United States v. Solomon

On Motion for Rehearing.

After indictment found, defendants filed a joint motion under Rule 7(f) for a bill of particulars, under Rule 16 for discovery and under Rule 17(c) for an order to compel the government to produce certain documents for defendants’ inspection in advance of trial. Fed.R. Crim.Pro. 7(f), 16, 17(c). The indictment in this case is summarized in the memorandum of decision dated February 20, 1959, and it is not necessary to repeat that summary here. Suffice it to state that five counts of the seven count indictment alleged five separate charges of use of the mail to defraud, in violation of 18 U.S.C.A. § 1341, and violation of the National Stolen Property Act, 18 U.S. C.A. § 2314, all alleged as a part of a scheme to defraud divers persons and firms engaged in the business of auto sales and financing.
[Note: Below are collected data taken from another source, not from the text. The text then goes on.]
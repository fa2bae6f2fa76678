//! Sender-side fragmentation
//!
//! Splits an encoded image into datagrams. Every fragment except the last
//! carries exactly `chunk_size` payload bytes, which is what the receiver
//! relies on to place fragments that arrive out of order.

use heapless::Vec;

use crate::header::{FragmentHeader, HEADER_LEN, MAX_DATAGRAM_SIZE, MAX_PAYLOAD_SIZE};

/// Errors that can occur when setting up fragmentation
#[derive(Debug, Clone, Copy, PartialEq, Eq)]
#[cfg_attr(feature = "defmt", derive(defmt::Format))]
pub enum FragmentError {
    /// Nothing to send
    EmptyImage,
    /// Chunk size is zero or does not fit in a datagram
    InvalidChunkSize,
    /// Image needs more fragments than the header can count
    TooManyFragments,
}

/// Iterator over the datagrams of one frame
#[derive(Debug, Clone)]
pub struct Fragmenter<'a> {
    frame_id: u32,
    image: &'a [u8],
    chunk_size: usize,
    total_packets: u16,
    next_index: u16,
}

impl<'a> Fragmenter<'a> {
    /// Prepare `image` for transmission as frame `frame_id`
    pub fn new(frame_id: u32, image: &'a [u8], chunk_size: usize) -> Result<Self, FragmentError> {
        if image.is_empty() {
            return Err(FragmentError::EmptyImage);
        }
        if chunk_size == 0 || chunk_size > MAX_PAYLOAD_SIZE {
            return Err(FragmentError::InvalidChunkSize);
        }

        let total = image.len().div_ceil(chunk_size);
        let total_packets = u16::try_from(total).map_err(|_| FragmentError::TooManyFragments)?;

        Ok(Self {
            frame_id,
            image,
            chunk_size,
            total_packets,
            next_index: 0,
        })
    }

    /// Number of datagrams this frame is split into
    pub fn total_packets(&self) -> u16 {
        self.total_packets
    }

    /// Build the datagram for a specific fragment index
    pub fn fragment(&self, index: u16) -> Option<Vec<u8, MAX_DATAGRAM_SIZE>> {
        if index >= self.total_packets {
            return None;
        }

        let start = index as usize * self.chunk_size;
        let end = (start + self.chunk_size).min(self.image.len());
        let payload = &self.image[start..end];

        let header = FragmentHeader::new(
            self.frame_id,
            self.total_packets,
            index,
            payload.len() as u32,
        );

        let mut head = [0u8; HEADER_LEN];
        header.encode(&mut head).ok()?;

        let mut datagram = Vec::new();
        datagram.extend_from_slice(&head).ok()?;
        datagram.extend_from_slice(payload).ok()?;
        Some(datagram)
    }
}

impl Iterator for Fragmenter<'_> {
    type Item = Vec<u8, MAX_DATAGRAM_SIZE>;

    fn next(&mut self) -> Option<Self::Item> {
        let datagram = self.fragment(self.next_index)?;
        self.next_index += 1;
        Some(datagram)
    }
}
//! Startup buffer allocation
//!
//! All large buffers are allocated exactly once, when their owning
//! component is built, and live as long as it does. Allocation is
//! fallible so a board without enough heap reports it instead of aborting.

use alloc::boxed::Box;
use alloc::vec::Vec;

use crate::config::ConfigError;

/// Errors that can occur while building a pipeline component
#[derive(Debug, Clone, Copy, PartialEq, Eq)]
#[cfg_attr(feature = "defmt", derive(defmt::Format))]
pub enum InitError {
    /// Heap could not satisfy a required buffer
    OutOfMemory,
    /// Configuration is inconsistent
    Config(ConfigError),
    /// Panel size differs from the configured display size
    DisplayMismatch {
        expected: (u16, u16),
        actual: (u16, u16),
    },
}

impl From<ConfigError> for InitError {
    fn from(err: ConfigError) -> Self {
        InitError::Config(err)
    }
}

/// Allocate a boxed slice of `len` copies of `value`
pub fn alloc_slice<T: Clone>(len: usize, value: T) -> Result<Box<[T]>, InitError> {
    let mut buf = Vec::new();
    buf.try_reserve_exact(len)
        .map_err(|_| InitError::OutOfMemory)?;
    buf.resize(len, value);
    Ok(buf.into_boxed_slice())
}

#[cfg(test)]
mod tests {
    use super::*;

    #[test]
    fn test_alloc_slice_filled() {
        let buf = alloc_slice(8, 0xAAu8).unwrap();
        assert_eq!(buf.len(), 8);
        assert!(buf.iter().all(|&b| b == 0xAA));
    }

    #[test]
    fn test_alloc_slice_impossible_size() {
        assert_eq!(
            alloc_slice::<u64>(usize::MAX / 4, 0).unwrap_err(),
            InitError::OutOfMemory
        );
    }
}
By the February 20th memorandum order, defendants’ motions were allowed to the extent that the government was ordered to furnish a bill of particulars, as delineated in such order, and to produce for defendants’ inspection in advance of trial, the fraudulent checks alleged in the indictment, the signature card and ledger of the bank account alleged in the indictment and all checks, installment contracts and automobile title documents, as alleged in the indictment, upon which the government relies to sustain the charges made.
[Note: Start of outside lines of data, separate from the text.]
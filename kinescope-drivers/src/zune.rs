//! JPEG tile decoder backed by zune-jpeg
//!
//! The image is decoded to RGB888 into a scratch buffer sized for the
//! largest accepted image, then handed out as full-width bands of
//! [`BAND_ROWS`] rows converted to RGB565. Both buffers are allocated once
//! when the decoder is created.
//!
//! Images larger than the configured maximum are refused as
//! [`DecodeError::TooLarge`] once the headers are read, before any pixel
//! data is decoded.

use alloc::boxed::Box;
use alloc::vec::Vec;

use kinescope_core::traits::{DecodeError, Tile, TileDecoder, TileSource};
use zune_core::colorspace::ColorSpace;
use zune_core::options::DecoderOptions;
use zune_jpeg::errors::DecodeErrors;
use zune_jpeg::JpegDecoder;

/// Rows per emitted tile
pub const BAND_ROWS: u16 = 16;

/// Bytes per decoded RGB888 pixel
const RGB_BYTES: usize = 3;

/// Pack an RGB888 pixel as RGB565
pub fn rgb565(r: u8, g: u8, b: u8) -> u16 {
    ((r as u16 & 0xF8) << 8) | ((g as u16 & 0xFC) << 3) | (b as u16 >> 3)
}

fn map_error(err: DecodeErrors) -> DecodeError {
    match err {
        DecodeErrors::Unsupported(_) => DecodeError::Unsupported,
        DecodeErrors::LargeDimensions(_) => DecodeError::TooLarge,
        _ => DecodeError::Malformed,
    }
}

fn alloc_zeroed<T: Copy + Default>(len: usize) -> Option<Box<[T]>> {
    let mut buf = Vec::new();
    buf.try_reserve_exact(len).ok()?;
    buf.resize(len, T::default());
    Some(buf.into_boxed_slice())
}

/// Baseline/progressive JPEG decoder with bounded scratch memory
pub struct ZuneTileDecoder {
    max_width: u16,
    max_height: u16,
    rgb: Box<[u8]>,
    band: Box<[u16]>,
}

impl ZuneTileDecoder {
    /// Allocate scratch space for images up to `max_width` x `max_height`
    ///
    /// Returns `None` if the heap cannot hold the scratch buffers.
    pub fn new(max_width: u16, max_height: u16) -> Option<Self> {
        let pixels = max_width as usize * max_height as usize;
        Some(Self {
            max_width,
            max_height,
            rgb: alloc_zeroed(pixels * RGB_BYTES)?,
            band: alloc_zeroed(max_width as usize * BAND_ROWS as usize)?,
        })
    }

    /// Largest accepted image
    pub fn max_dimensions(&self) -> (u16, u16) {
        (self.max_width, self.max_height)
    }
}

impl TileDecoder for ZuneTileDecoder {
    type Session<'a> = BandSession<'a>;

    fn decode<'a>(&'a mut self, jpeg: &'a [u8]) -> Result<BandSession<'a>, DecodeError> {
        let options = DecoderOptions::default().jpeg_set_out_colorspace(ColorSpace::RGB);

        let mut decoder = JpegDecoder::new_with_options(jpeg, options);
        decoder.decode_headers().map_err(map_error)?;

        let (width, height) = decoder.dimensions().ok_or(DecodeError::Malformed)?;
        let size = decoder.output_buffer_size().ok_or(DecodeError::Malformed)?;
        if width > self.max_width as usize
            || height > self.max_height as usize
            || size != width * height * RGB_BYTES
        {
            return Err(DecodeError::TooLarge);
        }

        decoder.decode_into(&mut self.rgb[..size]).map_err(map_error)?;

        Ok(BandSession::new(&self.rgb[..size], &mut self.band, width as u16, height as u16))
    }
}

/// Tiles of one decoded image
pub struct BandSession<'a> {
    rgb: &'a [u8],
    band: &'a mut [u16],
    width: u16,
    height: u16,
    next_row: u16,
}

impl<'a> BandSession<'a> {
    /// Serve `rgb`, a `width` x `height` RGB888 image, through `band`
    ///
    /// `band` must hold at least `width * BAND_ROWS` pixels.
    pub fn new(rgb: &'a [u8], band: &'a mut [u16], width: u16, height: u16) -> Self {
        Self {
            rgb,
            band,
            width,
            height,
            next_row: 0,
        }
    }
}

impl TileSource for BandSession<'_> {
    fn next_tile(&mut self) -> Option<Result<Tile<'_>, DecodeError>> {
        if self.next_row >= self.height {
            return None;
        }

        let y = self.next_row;
        let rows = BAND_ROWS.min(self.height - y);
        let width = self.width as usize;
        let count = rows as usize * width;

        let start = y as usize * width * RGB_BYTES;
        let Some(src) = self.rgb.get(start..start + count * RGB_BYTES) else {
            return Some(Err(DecodeError::Malformed));
        };
        let Some(dst) = self.band.get_mut(..count) else {
            return Some(Err(DecodeError::TooLarge));
        };

        for (px, rgb) in dst.iter_mut().zip(src.chunks_exact(RGB_BYTES)) {
            *px = rgb565(rgb[0], rgb[1], rgb[2]);
        }
        self.next_row = y + rows;

        Some(Ok(Tile {
            x: 0,
            y,
            width: self.width,
            height: rows,
            pixels: &self.band[..count],
        }))
    }
}
//! Global heap
//!
//! Frame buffers, the decoder scratch space and the optional pixel buffer
//! all live here. They are allocated once during startup.

use embedded_alloc::LlffHeap as Heap;
use kinescope_core::traits::MemoryProbe;

#[global_allocator]
static HEAP: Heap = Heap::empty();

// Heap size: 180KB
const HEAP_SIZE: usize = 180 * 1024;

/// Initialize the heap allocator
///
/// Must run once, before the first allocation.
pub fn init() {
    use core::mem::MaybeUninit;
    static mut HEAP_MEM: [MaybeUninit<u8>; HEAP_SIZE] = [MaybeUninit::uninit(); HEAP_SIZE];
    #[allow(static_mut_refs)]
    unsafe {
        HEAP.init(HEAP_MEM.as_ptr() as usize, HEAP_SIZE)
    }
}

/// Reads free space from the global heap
#[derive(Clone, Copy)]
pub struct HeapProbe;

impl MemoryProbe for HeapProbe {
    fn free_bytes(&self) -> usize {
        HEAP.free()
    }
}
//! Kinescope stream wire format
//!
//! This crate defines the UDP datagram format used to carry a JPEG stream
//! to the display. Every encoded image is split into fragments that each
//! fit in a single datagram:
//!
//! ```text
//! ┌──────────┬───────────────┬────────────────┬──────────────┬─────────────┐
//! │ FRAME ID │ TOTAL PACKETS │ FRAGMENT INDEX │ PAYLOAD SIZE │ PAYLOAD     │
//! │ u32 LE   │ u16 LE        │ u16 LE         │ u32 LE       │ 0–1488B     │
//! └──────────┴───────────────┴────────────────┴──────────────┴─────────────┘
//! ```
//!
//! The receiver needs no acknowledgements and sends nothing back: a frame
//! either arrives whole in time or it is dropped.

#![cfg_attr(not(test), no_std)]
#![deny(unsafe_code)]

pub mod fragmenter;
pub mod header;
pub mod jpeg;

pub use fragmenter::{FragmentError, Fragmenter};
pub use header::{FragmentHeader, HeaderError, HEADER_LEN, MAX_DATAGRAM_SIZE, MAX_PAYLOAD_SIZE};
pub use jpeg::{starts_with_soi, validate_structure, EOI, MIN_JPEG_LEN, SOI};
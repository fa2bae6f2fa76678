//! Tile decoder traits
//!
//! A JPEG decoder is modelled as a lazy, finite sequence of decoded
//! rectangles. The render pipeline pulls one tile at a time and decides
//! where its pixels go, so the decoder never touches the pixel buffer or
//! the panel itself.

/// Errors reported by a decoder
#[derive(Debug, Clone, Copy, PartialEq, Eq)]
#[cfg_attr(feature = "defmt", derive(defmt::Format))]
pub enum DecodeError {
    /// Stream is not a decodable JPEG
    Malformed,
    /// Valid JPEG using a feature the decoder lacks
    Unsupported,
    /// Image exceeds the decoder's scratch capacity
    TooLarge,
}

/// One decoded rectangle of RGB565 pixels
///
/// `pixels` holds `width * height` values, row-major, with a row stride
/// of `width`. Coordinates are relative to the image origin and may
/// extend past the panel edge.
#[derive(Debug, Clone, Copy, PartialEq, Eq)]
pub struct Tile<'a> {
    /// Left edge
    pub x: u16,
    /// Top edge
    pub y: u16,
    /// Width in pixels
    pub width: u16,
    /// Height in pixels
    pub height: u16,
    /// Pixel data
    pub pixels: &'a [u16],
}

impl Tile<'_> {
    /// Pixels of row `row` within the tile
    pub fn row(&self, row: u16) -> &[u16] {
        let stride = self.width as usize;
        let start = row as usize * stride;
        &self.pixels[start..start + stride]
    }
}

/// An in-progress decode yielding tiles
///
/// Each tile borrows the session, so it must be consumed before asking
/// for the next one.
pub trait TileSource {
    /// Produce the next tile
    ///
    /// Returns `None` once the image is fully decoded.
    fn next_tile(&mut self) -> Option<Result<Tile<'_>, DecodeError>>;
}

/// A JPEG decoder producing tile sessions
pub trait TileDecoder {
    /// Session type borrowing the decoder and the encoded image
    type Session<'a>: TileSource
    where
        Self: 'a;

    /// Start decoding `jpeg`
    ///
    /// Header-level failures are reported here; failures discovered while
    /// decoding come out of [`TileSource::next_tile`].
    fn decode<'a>(&'a mut self, jpeg: &'a [u8]) -> Result<Self::Session<'a>, DecodeError>;
}
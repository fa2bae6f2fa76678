//! Render task
//!
//! Decodes finished frames onto the panel at the paced rate.

use defmt::*;
use embassy_time::{Instant, Timer};
use kinescope_core::config::StreamConfig;
use kinescope_core::scheduler::{RenderCycle, RenderOutcome, RENDER_PERIOD};
use kinescope_core::telemetry::Telemetry;

use super::{FrameLock, RenderLock};
use crate::heap::HeapProbe;

#[embassy_executor::task]
pub async fn render_task(
    frame: &'static FrameLock,
    render: &'static RenderLock,
    telemetry: &'static Telemetry,
    config: StreamConfig,
) {
    info!("Render task started");

    let mut cycle = RenderCycle::new(&config);

    loop {
        let report = cycle
            .run_once(frame, render, telemetry, &HeapProbe, Instant::now())
            .await;

        match report.outcome {
            RenderOutcome::Rendered {
                frame_id,
                stats,
                render_time,
                pacing,
            } => {
                trace!(
                    "Frame {} rendered in {} us: {}",
                    frame_id,
                    render_time.as_micros(),
                    stats
                );
                if let Some(sample) = pacing.filter(|s| s.changed()) {
                    debug!(
                        "Pacing: {}.{} fps, interval {} -> {} ms",
                        sample.measured_fps_x10 / 10,
                        sample.measured_fps_x10 % 10,
                        sample.previous.as_millis(),
                        sample.interval.as_millis()
                    );
                }
            }
            RenderOutcome::Failed { frame_id, error } => {
                warn!("Frame {} failed to render: {:?}", frame_id, error);
            }
            RenderOutcome::Rejected(err) => {
                warn!("Frame rejected: {:?}", err);
            }
            RenderOutcome::Contended => trace!("Render skipped, lock busy"),
            RenderOutcome::NotDue | RenderOutcome::Idle => {}
        }

        if report.memory_low {
            warn!("Free heap below floor");
        }

        Timer::after(RENDER_PERIOD).await;
    }
}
The government filed a motion for rehearing, in which it contends that that order should be vacated or modified, contending that the bill of particulars ordered under Rule 7(f) is too broad and that the order permits Rule 17(c) to be used erroneously as a discovery rule.

With respect to the order for production of documents, the government does not object to production of the checks alleged in the indictment or the production of the signature card and ledger of the alleged bank account, provided all of the same are in its possession. The February 20th order presupposes a condition *405that these documents be in possession of the government, and, also, that the government will exercise good faith in response thereto and that it will not place such documents beyond its possession at the critical time in which the same are to be produced in advance of trial. Further discussion of the order, so far as it relates to such documents is, therefore unnecessary.
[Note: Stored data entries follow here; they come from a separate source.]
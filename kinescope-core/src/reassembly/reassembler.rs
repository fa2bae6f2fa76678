//! Frame reassembler
//!
//! Rebuilds one JPEG at a time from its datagram fragments. There is a
//! single in-flight frame: the first fragment of a new frame replaces
//! whatever was being assembled before, and so does a fragment 0 that
//! reuses the in-flight id with different content.
//!
//! The next fragment in sequence is appended to the gap-free prefix
//! whatever its size. A fragment that arrives ahead of a gap is parked at
//! `index * stride`, where the stride is the payload length of fragment 0;
//! this only works while fragments carry exactly `stride` bytes, so a
//! parked fragment must do so (the final one at most that), and an
//! in-sequence fragment that breaks the stride drops the parked ones.

use alloc::boxed::Box;

use embassy_time::{Duration, Instant};
use kinescope_protocol::{starts_with_soi, validate_structure, FragmentHeader, HeaderError};

use super::descriptor::{FrameDescriptor, PacketTracker};
use crate::buffer::{alloc_slice, InitError};
use crate::config::StreamConfig;
use crate::telemetry::Telemetry;

/// Outcome of an accepted fragment
#[derive(Debug, Clone, Copy, PartialEq, Eq)]
#[cfg_attr(feature = "defmt", derive(defmt::Format))]
pub enum PacketStatus {
    /// Fragment 0 opened a new frame
    Started,
    /// Continuation fragment stored
    Accepted,
    /// Frame now has every fragment
    Completed,
}

/// Reasons a fragment is dropped
///
/// A rejected fragment never changes the reassembler state.
#[derive(Debug, Clone, Copy, PartialEq, Eq)]
#[cfg_attr(feature = "defmt", derive(defmt::Format))]
pub enum PacketError {
    /// Malformed header
    Header(HeaderError),
    /// Frame declares more fragments than can be tracked
    TooManyPackets,
    /// Fragment 0 does not begin with the JPEG SOI marker
    MissingStartMarker,
    /// Fragment would not fit in the assembly buffer
    FrameTooLarge,
    /// Continuation for a frame that is not in flight
    UnknownFrame,
    /// Fragment count differs from the one fragment 0 declared
    CountMismatch,
    /// Fragment already received
    Duplicate,
    /// Out-of-sequence fragment that cannot be parked on the stride
    UnevenFragment,
}

impl From<HeaderError> for PacketError {
    fn from(err: HeaderError) -> Self {
        PacketError::Header(err)
    }
}

/// Reasons a complete frame cannot be handed to the renderer
#[derive(Debug, Clone, Copy, PartialEq, Eq)]
#[cfg_attr(feature = "defmt", derive(defmt::Format))]
pub enum ReassemblyError {
    /// Not every fragment has arrived
    NotComplete,
    /// Frame was already handed out
    AlreadyTaken,
    /// Tracking shows a gap despite the completion count
    MissingFragment(u16),
    /// SOI/EOI structure check failed
    InvalidJpeg,
    /// Destination cannot hold the frame
    BufferTooSmall,
}

/// A validated frame copied out of the assembly buffer
#[derive(Debug, Clone, Copy, PartialEq, Eq)]
#[cfg_attr(feature = "defmt", derive(defmt::Format))]
pub struct AssembledFrame {
    /// Sender-assigned identifier
    pub frame_id: u32,
    /// Encoded image length in bytes
    pub len: usize,
    /// Fragments the image arrived in
    pub total_packets: u16,
}

/// Structural check of a reassembled image
///
/// At least 20 bytes, SOI first, EOI within the last 20 bytes.
pub fn validate_complete_jpeg(buffer: &[u8]) -> bool {
    validate_structure(buffer)
}

/// Single-frame reassembler
pub struct FrameReassembler<'a> {
    config: StreamConfig,
    telemetry: &'a Telemetry,
    descriptor: FrameDescriptor,
    tracker: PacketTracker,
    assembly: Box<[u8]>,
}

impl<'a> FrameReassembler<'a> {
    /// Allocate the assembly buffer and fragment tracker
    pub fn new(config: &StreamConfig, telemetry: &'a Telemetry) -> Result<Self, InitError> {
        config.validate()?;

        Ok(Self {
            config: *config,
            telemetry,
            descriptor: FrameDescriptor::empty(),
            tracker: PacketTracker::new(config.max_packets)?,
            assembly: alloc_slice(config.max_frame_size, 0u8)?,
        })
    }

    /// Feed one received datagram
    pub fn process_packet(
        &mut self,
        datagram: &[u8],
        now: Instant,
    ) -> Result<PacketStatus, PacketError> {
        let (header, payload) = FragmentHeader::parse(datagram)?;

        if header.total_packets > self.config.max_packets {
            return Err(PacketError::TooManyPackets);
        }

        let status = if !header.is_first() {
            self.continue_frame(&header, payload)?
        } else if self.is_redelivery(&header, payload) {
            return Err(PacketError::Duplicate);
        } else {
            self.start_frame(&header, payload, now)?
        };

        self.telemetry.set_current(self.descriptor.gauge());
        Ok(status)
    }

    /// Fragment 0 of the frame already in flight, byte for byte
    fn is_redelivery(&self, header: &FragmentHeader, payload: &[u8]) -> bool {
        let descriptor = &self.descriptor;
        descriptor.in_flight()
            && descriptor.frame_id == header.frame_id
            && descriptor.total_packets == header.total_packets
            && descriptor.stride as usize == payload.len()
            && self.assembly.get(..payload.len()) == Some(payload)
    }

    fn start_frame(
        &mut self,
        header: &FragmentHeader,
        payload: &[u8],
        now: Instant,
    ) -> Result<PacketStatus, PacketError> {
        if !starts_with_soi(payload) {
            return Err(PacketError::MissingStartMarker);
        }
        if payload.len() > self.assembly.len() {
            return Err(PacketError::FrameTooLarge);
        }

        let complete = header.total_packets == 1;
        self.descriptor = FrameDescriptor {
            frame_id: header.frame_id,
            total_packets: header.total_packets,
            received_packets: 1,
            total_size: payload.len() as u32,
            stride: payload.len() as u32,
            contiguous_packets: 1,
            contiguous_size: payload.len() as u32,
            tail_size: 0,
            started_at: now,
            is_complete: complete,
            is_valid: false,
            is_rendering: false,
        };

        self.tracker.clear();
        self.tracker.mark(0);
        self.assembly[..payload.len()].copy_from_slice(payload);
        self.telemetry.frame_started();

        Ok(if complete {
            PacketStatus::Completed
        } else {
            PacketStatus::Started
        })
    }

    fn continue_frame(
        &mut self,
        header: &FragmentHeader,
        payload: &[u8],
    ) -> Result<PacketStatus, PacketError> {
        let descriptor = &self.descriptor;

        if header.frame_id != descriptor.frame_id || !descriptor.in_flight() {
            return Err(PacketError::UnknownFrame);
        }
        if header.total_packets != descriptor.total_packets {
            return Err(PacketError::CountMismatch);
        }
        if self.tracker.contains(header.fragment_index) {
            return Err(PacketError::Duplicate);
        }

        if header.fragment_index == descriptor.contiguous_packets {
            self.append(header, payload)?;
        } else {
            self.park(header, payload)?;
        }

        let descriptor = &mut self.descriptor;
        if descriptor.received_packets == descriptor.total_packets {
            descriptor.is_complete = true;
            return Ok(PacketStatus::Completed);
        }
        Ok(PacketStatus::Accepted)
    }

    /// Append the next fragment in sequence to the gap-free prefix
    fn append(&mut self, header: &FragmentHeader, payload: &[u8]) -> Result<(), PacketError> {
        let len = payload.len();
        let offset = self.descriptor.contiguous_size as usize;
        let end = offset + len;
        if end > self.assembly.len() {
            return Err(PacketError::FrameTooLarge);
        }

        // Parked fragments stay valid only if this one fills its stride slot
        let descriptor = self.descriptor;
        let on_stride = descriptor.prefix_on_stride() && len == descriptor.stride as usize;
        if descriptor.ahead_packets() > 0 && !on_stride {
            self.drop_parked();
        }

        self.assembly[offset..end].copy_from_slice(payload);
        self.tracker.mark(header.fragment_index);

        let descriptor = &mut self.descriptor;
        descriptor.received_packets += 1;
        descriptor.total_size += len as u32;
        descriptor.contiguous_packets += 1;
        descriptor.contiguous_size += len as u32;

        // Absorb parked fragments now joined to the prefix
        let last = descriptor.total_packets - 1;
        while descriptor.contiguous_packets <= last
            && self.tracker.contains(descriptor.contiguous_packets)
        {
            descriptor.contiguous_size += if descriptor.contiguous_packets == last {
                descriptor.tail_size
            } else {
                descriptor.stride
            };
            descriptor.contiguous_packets += 1;
        }
        Ok(())
    }

    /// Park a fragment that arrived ahead of a gap in its stride slot
    fn park(&mut self, header: &FragmentHeader, payload: &[u8]) -> Result<(), PacketError> {
        let descriptor = &self.descriptor;
        let stride = descriptor.stride as usize;
        let len = payload.len();

        let fits_slot = if header.is_last() { len <= stride } else { len == stride };
        if !fits_slot || !descriptor.prefix_on_stride() {
            return Err(PacketError::UnevenFragment);
        }

        let offset = header.fragment_index as usize * stride;
        let end = offset + len;
        if end > self.assembly.len() {
            return Err(PacketError::FrameTooLarge);
        }

        self.assembly[offset..end].copy_from_slice(payload);
        self.tracker.mark(header.fragment_index);

        let descriptor = &mut self.descriptor;
        descriptor.received_packets += 1;
        descriptor.total_size += len as u32;
        if header.is_last() {
            descriptor.tail_size = len as u32;
        }
        Ok(())
    }

    /// Forget every fragment past the gap-free prefix
    fn drop_parked(&mut self) {
        let descriptor = &mut self.descriptor;
        self.tracker
            .forget(descriptor.contiguous_packets, descriptor.total_packets);
        descriptor.received_packets = descriptor.contiguous_packets;
        descriptor.total_size = descriptor.contiguous_size;
        descriptor.tail_size = 0;
    }

    /// Validate the completed frame and copy it into `render_buffer`
    ///
    /// On success the frame is marked valid and handed to the renderer. A
    /// gap in the tracking set or a failed structure check counts the frame
    /// as corrupt and leaves `render_buffer` untouched.
    pub fn assemble_complete_frame(
        &mut self,
        render_buffer: &mut [u8],
    ) -> Result<AssembledFrame, ReassemblyError> {
        let descriptor = self.descriptor;

        if !descriptor.is_complete {
            return Err(ReassemblyError::NotComplete);
        }
        if descriptor.is_rendering {
            return Err(ReassemblyError::AlreadyTaken);
        }

        if let Some(missing) = self.tracker.first_missing(descriptor.total_packets) {
            self.telemetry.frame_corrupt();
            return Err(ReassemblyError::MissingFragment(missing));
        }

        let len = descriptor.total_size as usize;
        let image = &self.assembly[..len];
        if !validate_complete_jpeg(image) {
            self.telemetry.frame_corrupt();
            return Err(ReassemblyError::InvalidJpeg);
        }
        if render_buffer.len() < len {
            return Err(ReassemblyError::BufferTooSmall);
        }

        render_buffer[..len].copy_from_slice(image);
        self.descriptor.is_valid = true;
        self.descriptor.is_rendering = true;
        self.telemetry.frame_completed();

        Ok(AssembledFrame {
            frame_id: descriptor.frame_id,
            len,
            total_packets: descriptor.total_packets,
        })
    }

    /// Abandon the in-flight frame if it has been collecting for too long
    ///
    /// Frames already handed to the renderer are left alone. Returns true
    /// when a frame was abandoned.
    pub fn handle_frame_timeout(&mut self, now: Instant) -> bool {
        let descriptor = &mut self.descriptor;
        if !descriptor.in_flight() || descriptor.is_rendering {
            return false;
        }

        let age = now
            .checked_duration_since(descriptor.started_at)
            .unwrap_or(Duration::from_ticks(0));
        if age <= self.config.frame_timeout {
            return false;
        }

        descriptor.received_packets = 0;
        descriptor.is_complete = false;
        descriptor.is_valid = false;
        self.telemetry.frame_incomplete();
        self.telemetry.set_current(self.descriptor.gauge());
        true
    }

    /// Drop the in-flight frame's progress and flags
    pub fn reset_current_frame(&mut self) {
        let descriptor = &mut self.descriptor;
        descriptor.received_packets = 0;
        descriptor.is_complete = false;
        descriptor.is_valid = false;
        descriptor.is_rendering = false;
        self.telemetry.set_current(self.descriptor.gauge());
    }

    /// Release a frame the renderer has finished with
    ///
    /// Does nothing if a newer frame has replaced it in the meantime.
    /// Returns true when the frame was released.
    pub fn release_rendered(&mut self, frame_id: u32) -> bool {
        if self.descriptor.frame_id != frame_id || !self.descriptor.is_rendering {
            return false;
        }
        self.reset_current_frame();
        true
    }

    /// Completed frame waiting to be rendered
    pub fn ready_for_render(&self) -> bool {
        self.descriptor.is_complete && !self.descriptor.is_rendering
    }

    /// Current frame state
    pub fn descriptor(&self) -> &FrameDescriptor {
        &self.descriptor
    }

    /// Whether fragment `index` of the in-flight frame has arrived
    pub fn has_fragment(&self, index: u16) -> bool {
        self.descriptor.in_flight() && self.tracker.contains(index)
    }

    /// Assembled bytes of the in-flight frame
    pub fn assembled(&self) -> &[u8] {
        &self.assembly[..self.descriptor.total_size as usize]
    }

    /// Configuration this reassembler was built with
    pub fn config(&self) -> &StreamConfig {
        &self.config
    }
}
The question remaining under Rule 17 (c) is whether the order to produce for inspection in advance of trial all checks, installment contracts and automobile title documents was properly entered. The government contends that that order would compel it to disclose all of its evidence and would convert Rule 17 (c) into a discovery rule.

The order is subject to a technical objection that the wrong procedure was employed. Rule 17 outlines subpoena procedure for criminal proceedings. Subsection (c) thereof1 authorizes conventional subpoena duces tecum practice for the production of books, papers, documents or objects desired by either party. A proviso is added that the court, on motion may direct that the papers or objects designated in the subpoena be produced prior to trial for inspection by the parties. Defendants caused no subpoena to issue prior to the presentation of their motion for an order to compel production of the requested documents for inspection in advance of trial. The order directed production of requested papers to the extent above delineated.

Applying the rationale of Hickman v. Taylor, 329 U.S. 495, 67 S.Ct. 385, 390, 91 L.Ed. 451, the order will not be disturbed on the procedural ground.2 The order is directed against a party to the cause who appeared and objected to defendants’ motion for production and who now renews and expands its objections by the pending motion for rehearing. Any objection which might have been raised on a motion to quash or modify a subpoena could be raised under the procedure here employed. Absent some showing that the procedure employed operates to the detriment of the govern*406ment’s position, by comparison with procedure upon issuance and service of a subpoena under Rule 17(c), the order will not be vacated merely because the procedural niceties were not, initially, strictly observed.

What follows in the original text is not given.